Selain itu juga, Perbaikan kualitas perusahaan-perusahaan penerbangan, tidak hanya kuantitas pesawat,
misalnya dengan perbaikan kualitas pelayanan, ketepatan waktu penerbangan, dan harga pemanfaatan fasilitas
penerbangan yang tidak memberatkan masyarakat, tetapi juga tidak merugikan perusahaan penerbangan
nasional. Pembangunan bandara-bandara baru yang berstandar internasional dan memperbaiki bandarabandara
yang sudah ada dengan meningkatkan kualitasnya pelayanannya, peningkatan keamanan, dalam hal ini dalam
bidang keamanan juga harus ditingkatkan.
Di setiap bandara, baik pihak imigrasi maupun pemeriksaan penumpang dan kargo, harus semakin
diperketat, perbaikan kualitas sumber daya manusia Indonesia, serta peningkatan kualitas fasilitas lain yang
berhubungan dengan penerbangan. Peningkatan kualitas fasilitas lain misalnya akomodasi. Penerapan asas
cabotage juga masih diperlukan apabila Indonesia masih merasa perlu melindungi perusahaan penerbangan
nasionalnya sampai nanti perusahaan-perusahaan penerbangan nasionalnya siap untuk menghadapi perusahaan
penerbangan asing.
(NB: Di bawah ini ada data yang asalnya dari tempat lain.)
//! SQL Server session over `tiberius`
//!
//! SQL Server has no session-level statement timeout, so `run` enforces it on
//! the client side. A statement abandoned that way leaves the TDS stream in an
//! unknown state and the session is closed without a graceful goodbye.

use super::{hex, metadata_error, reached, TABLE_KIND};
use crate::database::connection::{SqlSession, TableEntry};
use crate::database::datasource::ConnectTarget;
use crate::database::dialect::DatabaseKind;
use crate::database::schema::{ColumnDescriptor, ForeignKeyDescriptor};
use crate::error::{QueryHubError, Result};
use crate::query::result::{ResultColumn, StatementOutcome, TabularResult};
use async_trait::async_trait;
use futures::TryStreamExt;
use serde_json::Value;
use std::time::Duration;
use tiberius::{AuthMethod, Client, ColumnData, Config, FromSql, QueryItem, Row};
use tokio::net::TcpStream;
use tokio_util::compat::{Compat, TokioAsyncWriteCompatExt};
use tracing::debug;

pub struct MssqlSession {
    client: Client<Compat<TcpStream>>,
    broken: bool,
}

impl MssqlSession {
    pub async fn connect(target: &ConnectTarget) -> Result<Self> {
        let mut config = Config::from_jdbc_string(&target.connection_string())
            .map_err(|e| QueryHubError::Connectivity(e.to_string()))?;
        config.authentication(AuthMethod::sql_server(
            &target.credentials.username,
            &target.credentials.password,
        ));

        let tcp = TcpStream::connect(config.get_addr())
            .await
            .map_err(|e| QueryHubError::Connectivity(e.to_string()))?;
        tcp.set_nodelay(true)
            .map_err(|e| QueryHubError::Connectivity(e.to_string()))?;

        let client = Client::connect(config, tcp.compat_write())
            .await
            .map_err(|e| QueryHubError::Connectivity(e.to_string()))?;

        Ok(Self { client, broken: false })
    }

    /// Result-set shape of `sql` without running it. `Some(empty)` means the
    /// statement yields no rows; `None` means the server could not tell.
    async fn describe(&mut self, sql: &str) -> Option<Vec<ResultColumn>> {
        let described = match self
            .client
            .query("EXEC sp_describe_first_result_set @tsql = @P1", &[&sql])
            .await
        {
            Ok(stream) => stream.into_first_result().await,
            Err(e) => Err(e),
        };

        let rows = match described {
            Ok(rows) => rows,
            Err(e) => {
                debug!(error = %e, "sp_describe_first_result_set failed");
                return None;
            }
        };

        let mut columns = Vec::with_capacity(rows.len());
        for row in &rows {
            if row.try_get::<bool, _>("is_hidden").ok().flatten().unwrap_or(false) {
                continue;
            }
            let name = row.try_get::<&str, _>("name").ok().flatten().unwrap_or_default();
            let type_name = row
                .try_get::<&str, _>("system_type_name")
                .ok()
                .flatten()
                .unwrap_or_default();
            let nullable = row.try_get::<bool, _>("is_nullable").ok().flatten().unwrap_or(true);
            columns.push(ResultColumn::new(name, type_name, nullable));
        }
        Some(columns)
    }

    async fn run_statement(&mut self, sql: &str, max_rows: Option<usize>) -> Result<StatementOutcome> {
        let mut described = self.describe(sql).await;

        if matches!(described.as_deref(), Some([])) {
            let result = self
                .client
                .execute(sql, &[])
                .await
                .map_err(QueryHubError::from_tiberius)?;
            return Ok(StatementOutcome::Affected(result.total()));
        }

        let mut stream = self
            .client
            .simple_query(sql)
            .await
            .map_err(QueryHubError::from_tiberius)?;

        let mut table: Option<TabularResult> = None;
        while let Some(item) = stream.try_next().await.map_err(QueryHubError::from_tiberius)? {
            match item {
                QueryItem::Metadata(meta) if meta.result_index() == 0 => {
                    let reported: Vec<ResultColumn> = meta
                        .columns()
                        .iter()
                        .map(|c| ResultColumn::new(c.name(), format!("{:?}", c.column_type()), true))
                        .collect();
                    table = Some(TabularResult::new(merge_columns(reported, described.take())));
                }
                QueryItem::Row(row) if row.result_index() == 0 => {
                    let Some(table) = table.as_mut() else { continue };
                    if reached(max_rows, table.len()) {
                        break;
                    }
                    table.push_values(decode_row(&row));
                    if reached(max_rows, table.len()) {
                        break;
                    }
                }
                _ => {}
            }
        }
        drop(stream);

        Ok(match table {
            Some(table) => StatementOutcome::Rows(table),
            None => StatementOutcome::Affected(0),
        })
    }

    async fn fetch(&mut self, what: &str, query: &str, database: &str, table: Option<&str>) -> Result<Vec<Row>> {
        let stream = match table {
            Some(table) => self.client.query(query, &[&database, &table]).await,
            None => self.client.query(query, &[&database]).await,
        }
        .map_err(|e| metadata_error(what, e))?;

        stream.into_first_result().await.map_err(|e| metadata_error(what, e))
    }
}

#[async_trait]
impl SqlSession for MssqlSession {
    fn kind(&self) -> DatabaseKind {
        DatabaseKind::SqlServer
    }

    async fn ping(&mut self) -> Result<()> {
        self.client
            .simple_query("SELECT 1")
            .await
            .map_err(|e| QueryHubError::Connectivity(e.to_string()))?
            .into_row()
            .await
            .map_err(|e| QueryHubError::Connectivity(e.to_string()))?;
        Ok(())
    }

    async fn run(&mut self, sql: &str, max_rows: Option<usize>, timeout: Duration) -> Result<StatementOutcome> {
        match tokio::time::timeout(timeout, self.run_statement(sql, max_rows)).await {
            Ok(outcome) => outcome,
            Err(_) => {
                self.broken = true;
                Err(QueryHubError::Timeout(timeout))
            }
        }
    }

    async fn tables(&mut self, database: &str) -> Result<Vec<TableEntry>> {
        let query = r#"
            SELECT TABLE_NAME
            FROM INFORMATION_SCHEMA.TABLES
            WHERE TABLE_CATALOG = @P1
                AND TABLE_TYPE = 'BASE TABLE'
            ORDER BY TABLE_SCHEMA, TABLE_NAME
        "#;

        let rows = self.fetch("tables", query, database, None).await?;
        rows.iter()
            .map(|row| {
                Ok(TableEntry {
                    name: required(row, "TABLE_NAME", "tables")?,
                    kind: TABLE_KIND.to_string(),
                })
            })
            .collect()
    }

    async fn columns(&mut self, database: &str, table: &str) -> Result<Vec<ColumnDescriptor>> {
        let query = r#"
            SELECT
                COLUMN_NAME,
                DATA_TYPE,
                CAST(COALESCE(CHARACTER_MAXIMUM_LENGTH, NUMERIC_PRECISION, DATETIME_PRECISION) AS BIGINT) AS COLUMN_SIZE,
                IS_NULLABLE,
                COLUMN_DEFAULT
            FROM INFORMATION_SCHEMA.COLUMNS
            WHERE TABLE_CATALOG = @P1
                AND TABLE_NAME = @P2
            ORDER BY ORDINAL_POSITION
        "#;

        let rows = self.fetch("columns", query, database, Some(table)).await?;
        rows.iter()
            .map(|row| {
                Ok(ColumnDescriptor {
                    name: required(row, "COLUMN_NAME", "columns")?,
                    type_name: required(row, "DATA_TYPE", "columns")?,
                    size: row
                        .try_get::<i64, _>("COLUMN_SIZE")
                        .map_err(|e| metadata_error("columns", e))?,
                    nullable: required(row, "IS_NULLABLE", "columns")? == "YES",
                    default_value: row
                        .try_get::<&str, _>("COLUMN_DEFAULT")
                        .map_err(|e| metadata_error("columns", e))?
                        .map(str::to_string),
                })
            })
            .collect()
    }

    async fn primary_keys(&mut self, database: &str, table: &str) -> Result<Vec<String>> {
        let query = r#"
            SELECT kcu.COLUMN_NAME
            FROM INFORMATION_SCHEMA.TABLE_CONSTRAINTS AS tc
            JOIN INFORMATION_SCHEMA.KEY_COLUMN_USAGE AS kcu
                ON tc.CONSTRAINT_NAME = kcu.CONSTRAINT_NAME
                AND tc.TABLE_SCHEMA = kcu.TABLE_SCHEMA
            WHERE tc.CONSTRAINT_TYPE = 'PRIMARY KEY'
                AND tc.TABLE_CATALOG = @P1
                AND tc.TABLE_NAME = @P2
            ORDER BY kcu.ORDINAL_POSITION
        "#;

        let rows = self.fetch("primary keys", query, database, Some(table)).await?;
        rows.iter()
            .map(|row| required(row, "COLUMN_NAME", "primary keys"))
            .collect()
    }

    async fn foreign_keys(&mut self, database: &str, table: &str) -> Result<Vec<ForeignKeyDescriptor>> {
        let query = r#"
            SELECT
                pc.name AS column_name,
                rt.name AS foreign_table_name,
                rc.name AS foreign_column_name
            FROM sys.foreign_key_columns AS fkc
            JOIN sys.tables AS t ON t.object_id = fkc.parent_object_id
            JOIN sys.columns AS pc
                ON pc.object_id = fkc.parent_object_id
                AND pc.column_id = fkc.parent_column_id
            JOIN sys.tables AS rt ON rt.object_id = fkc.referenced_object_id
            JOIN sys.columns AS rc
                ON rc.object_id = fkc.referenced_object_id
                AND rc.column_id = fkc.referenced_column_id
            WHERE DB_NAME() = @P1
                AND t.name = @P2
            ORDER BY rt.name, fkc.constraint_column_id
        "#;

        let rows = self.fetch("foreign keys", query, database, Some(table)).await?;
        rows.iter()
            .map(|row| {
                Ok(ForeignKeyDescriptor {
                    column: required(row, "column_name", "foreign keys")?,
                    referenced_table: required(row, "foreign_table_name", "foreign keys")?,
                    referenced_column: required(row, "foreign_column_name", "foreign keys")?,
                })
            })
            .collect()
    }

    async fn close(self: Box<Self>) -> Result<()> {
        if self.broken {
            debug!("dropping SQL Server connection after abandoned statement");
            return Ok(());
        }
        self.client
            .close()
            .await
            .map_err(|e| QueryHubError::Connectivity(e.to_string()))
    }
}

fn required(row: &Row, column: &str, what: &str) -> Result<String> {
    row.try_get::<&str, _>(column)
        .map_err(|e| metadata_error(what, e))?
        .map(str::to_string)
        .ok_or_else(|| metadata_error(what, format!("{} is null", column)))
}

/// Names come from the stream; types and nullability from the describe call
/// when both agree on the column count.
fn merge_columns(reported: Vec<ResultColumn>, described: Option<Vec<ResultColumn>>) -> Vec<ResultColumn> {
    match described {
        Some(described) if described.len() == reported.len() => reported
            .into_iter()
            .zip(described)
            .map(|(r, d)| ResultColumn::new(r.name, d.type_name, d.nullable))
            .collect(),
        _ => reported,
    }
}

fn decode_row(row: &Row) -> Vec<Value> {
    row.cells().map(|(_, data)| decode_value(data)).collect()
}

fn decode_value(data: &ColumnData<'static>) -> Value {
    let value = match data {
        ColumnData::U8(v) => v.map(Value::from),
        ColumnData::I16(v) => v.map(Value::from),
        ColumnData::I32(v) => v.map(Value::from),
        ColumnData::I64(v) => v.map(Value::from),
        ColumnData::F32(v) => v.map(Value::from),
        ColumnData::F64(v) => v.map(Value::from),
        ColumnData::Bit(v) => v.map(Value::from),
        ColumnData::String(v) => v.as_ref().map(|s| Value::String(s.to_string())),
        ColumnData::Guid(v) => v.map(|g| Value::String(g.to_string())),
        ColumnData::Binary(v) => v.as_ref().map(|b| Value::String(hex(b))),
        ColumnData::Numeric(v) => v.map(|n| Value::String(n.to_string())),
        other => match chrono::NaiveDateTime::from_sql(other) {
            Ok(v) => v.map(|dt| Value::String(dt.format("%Y-%m-%d %H:%M:%S%.f").to_string())),
            Err(_) => Some(Value::String(format!("{:?}", other))),
        },
    };
    value.unwrap_or(Value::Null)
}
Pemenuhan standarasasi tersebut bertujuan untuk meningkatkan kualiatas Indonesia di
bidang penerbangan agar tidak kalah bersaing dengan negara-negara ASEAN lainnya.
Hal tersebut dibuktikan dengan usaha Indonesia dalam mengikuti ketentuan ICAO selaku organisasi
internasional yang mengatur standarisasi maupun lisensi dalam dunia penerbangan yang diwujudkan dalam
peraturan menteri perhubungan KM 8 tahun 2010 yakni dengan program keselamatan penerbangan nasional
serta Undang-Undang tahun 2009 tentang penerbangan. Selain itu juga pemenuhan standar profesi jasa
penunjang penerbangan dalam rangka menuju MRA (Mutual Recognation Agreement).